The best rental property might depend on any number of factors, including your local real estate market and your personal investment goals. Of course, the first step to choosing the right property is understanding your options.
Different Types of Rental Properties
Rental property categories
Most rental properties fall into six basic categories. Although one could argue that there are also countless sub-categories within these larger groups, these six types of rental properties are the most important to understand:
- Single-family homes: Perhaps the most self-explanatory category, single-family homes are dwellings that are detached from any surrounding buildings, and are designed to be occupied by one family.
- Small multi-family buildings: These small rental properties, which include duplex, triplex, and fourplex apartments, are detached homes similar to single-family residences, but include two to four separate rental units.
- Townhomes and row houses: These rental properties may be either single-family or multi-family units, but they differ from the above categories in that they include a shared entryway, yard, and/or connecting wall.
- Condominiums: What makes condominiums and cooperatives unique is that they are privately-owned units within a multi-tenant building or complex.
- Apartment buildings: Perhaps the most varied rental properties, apartments range from walk-ups to low-rise and high-rise buildings. They may contain as few as half a dozen rental units, or in the case of apartment complexes, may encompass hundreds of units in multiple buildings.
Not included in this list are luxury properties, which are typically aimed exclusively at wealthy renters, and vacation properties, which are intended only for short-term stays. Both of these types may fall into more than one of the aforementioned categories.
Single-family vs. multi-family rentals
Effectively investing in rental property requires a lot of research. This includes tracking market trends, weighing supply and demand, and carefully considering the location of the property.
Ultimately, the type of rental property you choose is just one consideration of many. For most investors who are relatively new to owning rental property, it comes down to a choice between single family and multi-family rental properties. Both types have their pros and cons.
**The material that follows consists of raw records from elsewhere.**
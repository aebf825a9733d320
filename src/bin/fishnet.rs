/*
 * @Author       : 老董
 * @Date         : 2024-03-20
 * @Description  : 命令行程序：按任务文件训练网络，或用已保存的网络对数据集的测试集分类
 */

use std::error::Error;
use std::fs::File;
use std::io::{BufWriter, IsTerminal, Write};
use std::path::{Path, PathBuf};
use std::sync::Mutex;
use std::time::{SystemTime, UNIX_EPOCH};

use clap::{Args, Parser, Subcommand, ValueHint};
use tracing::{error, info};
use tracing_subscriber::{EnvFilter, Registry, layer::SubscriberExt, util::SubscriberInitExt};

use fishnet::data::ImageSetLoader;
use fishnet::job::{JobFile, JobRunner};
use fishnet::nn::Network;

type DynError = Box<dyn Error>;

type Result<T> = std::result::Result<T, DynError>;

#[derive(Parser)]
#[command(author, version, about = "FishNet：前馈神经网络的训练与测试")]
struct Cli {
    /// 日志文件目录，不指定则只输出到终端
    #[arg(long, global = true, env = "FISHNET_LOG_DIR", value_hint = ValueHint::DirPath)]
    log_dir: Option<PathBuf>,

    #[command(subcommand)]
    command: Command,
}

#[derive(Subcommand)]
enum Command {
    /// 校验并依次执行任务文件中的训练任务
    Train(TrainArgs),

    /// 用已保存的网络对数据集的测试集分类
    Test(TestArgs),
}

#[derive(Args)]
struct TrainArgs {
    /// 一个或多个JSON任务文件
    #[arg(required = true, value_hint = ValueHint::FilePath)]
    job_files: Vec<PathBuf>,

    /// 工作线程数
    #[arg(long, default_value_t = default_threads())]
    threads: usize,

    /// 只校验任务文件，不训练
    #[arg(long)]
    dry_run: bool,

    /// 数据根目录
    #[arg(long, env = "FISHNET_DATA_DIR", default_value = "./data", value_hint = ValueHint::DirPath)]
    data_dir: PathBuf,

    /// 统计表与检查点的保存目录
    #[arg(long, env = "FISHNET_SAVE_DIR", default_value = ".", value_hint = ValueHint::DirPath)]
    save_dir: PathBuf,
}

#[derive(Args)]
struct TestArgs {
    /// 网络文件（.fish）
    #[arg(value_hint = ValueHint::FilePath)]
    network_file: PathBuf,

    /// 数据集名
    #[arg(long)]
    dataset: String,

    /// 工作线程数
    #[arg(long, default_value_t = default_threads())]
    threads: usize,

    /// 人脸图像的缩小倍数（1、2或4），其余数据集忽略
    #[arg(long, default_value_t = ImageSetLoader::DEFAULT_FACE_SCALE)]
    face_image_size: usize,

    /// 数据根目录
    #[arg(long, env = "FISHNET_DATA_DIR", default_value = "./data", value_hint = ValueHint::DirPath)]
    data_dir: PathBuf,

    /// 把测试报告（网络结构、权重统计、混淆矩阵）写入该CSV文件
    #[arg(long, value_hint = ValueHint::FilePath)]
    output: Option<PathBuf>,
}

fn default_threads() -> usize {
    std::thread::available_parallelism().map_or(1, |n| n.get())
}

fn main() {
    let cli = Cli::parse();
    if let Err(err) = init_tracing(cli.log_dir.as_deref()) {
        eprintln!("无法初始化日志: {err}");
        std::process::exit(1);
    }

    let result = match cli.command {
        Command::Train(args) => run_train(args),
        Command::Test(args) => run_test(args),
    };
    if let Err(err) = result {
        error!("{err}");
        std::process::exit(1);
    }
}

/// 终端日志级别默认为info，可用`RUST_LOG`覆盖；指定了日志目录时同时写入文件
fn init_tracing(log_dir: Option<&Path>) -> Result<()> {
    let filter = EnvFilter::try_from_default_env().unwrap_or_else(|_| EnvFilter::new("info"));
    let fmt_layer = tracing_subscriber::fmt::layer()
        .with_target(false)
        .with_ansi(std::io::stdout().is_terminal());

    let file_layer = match log_dir {
        Some(dir) => {
            std::fs::create_dir_all(dir)?;
            let seconds = SystemTime::now()
                .duration_since(UNIX_EPOCH)
                .map_or(0, |d| d.as_secs());
            let file = File::create(dir.join(format!("fishnet_{seconds}.log")))?;
            Some(
                tracing_subscriber::fmt::layer()
                    .with_ansi(false)
                    .with_writer(Mutex::new(file)),
            )
        }
        None => None,
    };

    Registry::default()
        .with(filter)
        .with(fmt_layer)
        .with(file_layer)
        .try_init()?;
    Ok(())
}

fn run_train(args: TrainArgs) -> Result<()> {
    let mut job_files = Vec::with_capacity(args.job_files.len());
    for path in &args.job_files {
        let job_file = JobFile::from_path(path)
            .map_err(|e| format!("{}: {e}", path.display()))?;
        job_file
            .validate()
            .map_err(|e| format!("{}: {e}", path.display()))?;
        job_files.push(job_file);
    }
    let job_count: usize = job_files.iter().map(|f| f.jobs.len()).sum();
    info!("已校验{}个任务文件，共{job_count}个任务", job_files.len());
    if args.dry_run {
        return Ok(());
    }

    let mut runner = JobRunner::new(args.data_dir, args.save_dir, args.threads);
    for job_file in &job_files {
        runner.run_all(job_file)?;
    }
    Ok(())
}

fn run_test(args: TestArgs) -> Result<()> {
    let mut network = Network::load(&args.network_file)?;
    network.set_thread_count(args.threads)?;
    let mut loader = ImageSetLoader::new(args.data_dir);
    let image_set = loader.load_scaled(&args.dataset, args.face_image_size)?;
    network.validate_output_layer(image_set.category_count())?;
    info!("用{}对{}的测试集分类:\n{}", network.name(), image_set.name, network.description());

    let predictions = network.classify(&image_set.test)?;
    let correct = match &args.output {
        Some(output) => {
            let mut writer = BufWriter::new(File::create(output)?);
            let correct = network.write_test_report(&image_set, &predictions, &mut writer)?;
            writer.flush()?;
            info!("测试报告已写入{}", output.display());
            correct
        }
        None => image_set
            .test
            .iter()
            .zip(&predictions)
            .filter(|(image, predicted)| image.category == **predicted)
            .count(),
    };
    info!(
        "正确{correct}/{}（{:.2}%）",
        image_set.test.len(),
        100.0 * correct as f64 / image_set.test.len() as f64
    );
    Ok(())
}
Pros of single-family rental properties
In a nutshell, single-family homes are plentiful and easy to deal with, making them very approachable for first-time investors. The loans are fairly straightforward, maintenance is usually manageable, and landlords don’t typically have to worry about conflicts between tenants.
Cons of single-family rental properties
The main downside of single-family properties for investors is that the cost per unit is higher than in multi-unit rental properties. For landlords who want to increase their earnings with multiple properties, single-family homes offer less opportunity for growth than multi-family homes.
Pros of multi-family rental properties
Because you are essentially getting multiple rental units for the price of one property, you have higher potential ROI with a multi-family rental. And since you have more tenants, you’re also less vulnerable to the negative effects of vacancies.
Cons of multi-family rental properties
The largest downside of multi-family rental properties is that they cost more upfront. Generally speaking, the more units there are, the greater the initial investment you have to make. Multi-family properties also bring more hassles, take more maintenance, and require more of your time and energy.